_Aim of the task_:
Across the entries below, count the lines in which the word "Some" occurs. Reply with the count alone.

_Records to use_:
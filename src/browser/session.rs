//! Shared browser session: lifecycle state machine, page admission gate,
//! and stale-page reclamation.
//!
//! The session is an explicitly constructed service object injected into
//! the strategies that need it. It starts lazily on first page request; a
//! failed startup is terminal until `shutdown()` resets the state machine.

use std::collections::HashSet;
use std::path::PathBuf;
use std::sync::Arc;
use std::time::{Duration, Instant};

use chromiumoxide::browser::Browser;
use chromiumoxide::cdp::browser_protocol::target::TargetId;
use chromiumoxide::Page;
use dashmap::DashMap;
use tokio::sync::{Mutex, OwnedSemaphorePermit, Semaphore};
use tokio::task::JoinHandle;
use tracing::{debug, info, warn};
use uuid::Uuid;

use crate::config::ExtractorConfig;
use crate::error::{ExtractError, ExtractResult};

use super::{launch, stealth};

/// Observable lifecycle state of the session.
#[derive(Debug, Clone, Copy, PartialEq, Eq)]
pub enum SessionStatus {
    Uninitialized,
    Starting,
    Ready,
    /// Terminal until an explicit `shutdown()` resets the machine.
    Failed,
}

enum SessionState {
    Uninitialized,
    Starting,
    Ready(SessionInner),
    Failed(String),
}

struct SessionInner {
    browser: Browser,
    handler: JoinHandle<()>,
    user_data_dir: PathBuf,
}

/// Process-wide browser session. One browser process, one profile, pages
/// checked out through a counting admission gate.
pub struct BrowserSession {
    state: Mutex<SessionState>,
    gate: Arc<Semaphore>,
    active: Arc<DashMap<String, Page>>,
    last_sweep: parking_lot::Mutex<Instant>,
    headless: bool,
    sweep_interval: Duration,
}

impl BrowserSession {
    #[must_use]
    pub fn new(config: &ExtractorConfig) -> Arc<Self> {
        Arc::new(Self {
            state: Mutex::new(SessionState::Uninitialized),
            gate: Arc::new(Semaphore::new(config.page_concurrency())),
            active: Arc::new(DashMap::new()),
            last_sweep: parking_lot::Mutex::new(Instant::now()),
            headless: config.headless(),
            sweep_interval: config.sweep_interval(),
        })
    }

    /// Current lifecycle state.
    pub async fn status(&self) -> SessionStatus {
        match &*self.state.lock().await {
            SessionState::Uninitialized => SessionStatus::Uninitialized,
            SessionState::Starting => SessionStatus::Starting,
            SessionState::Ready(_) => SessionStatus::Ready,
            SessionState::Failed(_) => SessionStatus::Failed,
        }
    }

    /// Start the browser if it has not been started yet.
    ///
    /// A previous startup failure stays sticky: callers get
    /// [`ExtractError::SessionUnavailable`] without a relaunch attempt.
    pub async fn ensure_started(&self) -> ExtractResult<()> {
        let mut state = self.state.lock().await;
        match &*state {
            SessionState::Ready(_) => return Ok(()),
            SessionState::Failed(msg) => {
                return Err(ExtractError::SessionUnavailable(msg.clone()));
            }
            SessionState::Starting => {
                // Unreachable while the lock is held across startup; kept
                // for state-machine completeness
                return Err(ExtractError::SessionUnavailable(
                    "startup already in progress".into(),
                ));
            }
            SessionState::Uninitialized => {}
        }

        *state = SessionState::Starting;
        info!("starting browser session");

        match Self::startup(self.headless).await {
            Ok(inner) => {
                info!("browser session ready");
                *state = SessionState::Ready(inner);
                Ok(())
            }
            Err(e) => {
                let msg = format!("browser startup failed: {e:#}");
                warn!("{msg}");
                *state = SessionState::Failed(msg.clone());
                Err(ExtractError::SessionUnavailable(msg))
            }
        }
    }

    async fn startup(headless: bool) -> anyhow::Result<SessionInner> {
        let (browser, handler, user_data_dir) = launch::launch_browser(headless).await?;

        // Verify the context with a throwaway navigation before declaring
        // readiness; tear everything down if it fails
        match browser.new_page("about:blank").await {
            Ok(page) => {
                if let Err(e) = page.close().await {
                    debug!("verification page close failed: {e}");
                }
            }
            Err(e) => {
                let mut browser = browser;
                if let Err(close_err) = browser.close().await {
                    debug!("browser close during failed startup: {close_err}");
                }
                let _ = browser.wait().await;
                handler.abort();
                if let Err(rm_err) = std::fs::remove_dir_all(&user_data_dir) {
                    debug!("profile cleanup during failed startup: {rm_err}");
                }
                return Err(anyhow::anyhow!("context verification failed: {e}"));
            }
        }

        Ok(SessionInner {
            browser,
            handler,
            user_data_dir,
        })
    }

    /// Check out a page. Blocks while all concurrency slots are in use.
    pub async fn acquire_page(self: &Arc<Self>) -> ExtractResult<PageLease> {
        self.ensure_started().await?;
        self.maybe_sweep().await;

        let permit = self
            .gate
            .clone()
            .acquire_owned()
            .await
            .map_err(|_| ExtractError::SessionUnavailable("admission gate closed".into()))?;

        let page = {
            let state = self.state.lock().await;
            let SessionState::Ready(inner) = &*state else {
                return Err(ExtractError::SessionUnavailable(
                    "session no longer ready".into(),
                ));
            };
            inner
                .browser
                .new_page("about:blank")
                .await
                .map_err(|e| ExtractError::Browser(format!("failed to open page: {e}")))?
        };

        if let Err(e) = stealth::inject(&page).await {
            warn!("stealth injection failed: {e}");
        }

        let id = Uuid::new_v4().to_string();
        self.active.insert(id.clone(), page.clone());
        debug!("page lease {id} acquired ({} active)", self.active.len());

        Ok(PageLease {
            id,
            page,
            permit: Some(permit),
            active: Arc::clone(&self.active),
            released: false,
        })
    }

    /// Close pages that exist in the context but are not tracked in the
    /// active set, guarding against leaks from abnormal termination paths.
    /// Runs opportunistically at most once per sweep interval.
    async fn maybe_sweep(&self) {
        {
            let mut last = self.last_sweep.lock();
            if last.elapsed() < self.sweep_interval {
                return;
            }
            *last = Instant::now();
        }

        let pages = {
            let state = self.state.lock().await;
            let SessionState::Ready(inner) = &*state else {
                return;
            };
            match inner.browser.pages().await {
                Ok(pages) => pages,
                Err(e) => {
                    warn!("stale-page sweep could not list pages: {e}");
                    return;
                }
            }
        };

        let tracked: HashSet<TargetId> = self
            .active
            .iter()
            .map(|entry| entry.value().target_id().clone())
            .collect();

        let mut closed = 0usize;
        for page in pages {
            if !tracked.contains(page.target_id()) {
                if let Err(e) = page.close().await {
                    debug!("sweep page close failed: {e}");
                } else {
                    closed += 1;
                }
            }
        }
        if closed > 0 {
            info!("stale-page sweep closed {closed} untracked pages");
        }
    }

    /// Close all tracked pages, the browser process, and the profile
    /// directory, then reset to `Uninitialized` so a fresh startup is
    /// possible. Every step is best-effort and independently tolerant.
    pub async fn shutdown(&self) {
        info!("shutting down browser session");

        let keys: Vec<String> = self.active.iter().map(|e| e.key().clone()).collect();
        for key in keys {
            if let Some((_, page)) = self.active.remove(&key) {
                if let Err(e) = page.close().await {
                    debug!("page close during shutdown: {e}");
                }
            }
        }

        let mut state = self.state.lock().await;
        let previous = std::mem::replace(&mut *state, SessionState::Uninitialized);
        if let SessionState::Ready(inner) = previous {
            let mut browser = inner.browser;
            if let Err(e) = browser.close().await {
                warn!("browser close failed: {e}");
            }
            let _ = browser.wait().await;
            inner.handler.abort();
            if let Err(e) = std::fs::remove_dir_all(&inner.user_data_dir) {
                warn!(
                    "failed to remove profile dir {}: {e}",
                    inner.user_data_dir.display()
                );
            }
        }
    }
}

/// A checked-out page bound to one in-flight request.
///
/// Call [`release`](Self::release) on every exit path; if a lease is
/// dropped without it, the concurrency slot is still freed (the permit is
/// owned) and the orphaned page is reclaimed by the next sweep.
pub struct PageLease {
    id: String,
    page: Page,
    permit: Option<OwnedSemaphorePermit>,
    active: Arc<DashMap<String, Page>>,
    released: bool,
}

impl PageLease {
    #[must_use]
    pub fn page(&self) -> &Page {
        &self.page
    }

    /// Close the page and free the concurrency slot. The slot is freed
    /// even when the close itself errors.
    pub async fn release(mut self) {
        self.released = true;
        self.active.remove(&self.id);
        if let Err(e) = self.page.clone().close().await {
            debug!("page close on release failed: {e}");
        }
        drop(self.permit.take());
        debug!("page lease {} released", self.id);
    }
}

impl Drop for PageLease {
    fn drop(&mut self) {
        if !self.released {
            self.active.remove(&self.id);
            warn!(
                "page lease {} dropped without release; page left for sweep",
                self.id
            );
            // The owned permit drops with us, freeing the slot
        }
    }
}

_Written answer_:
2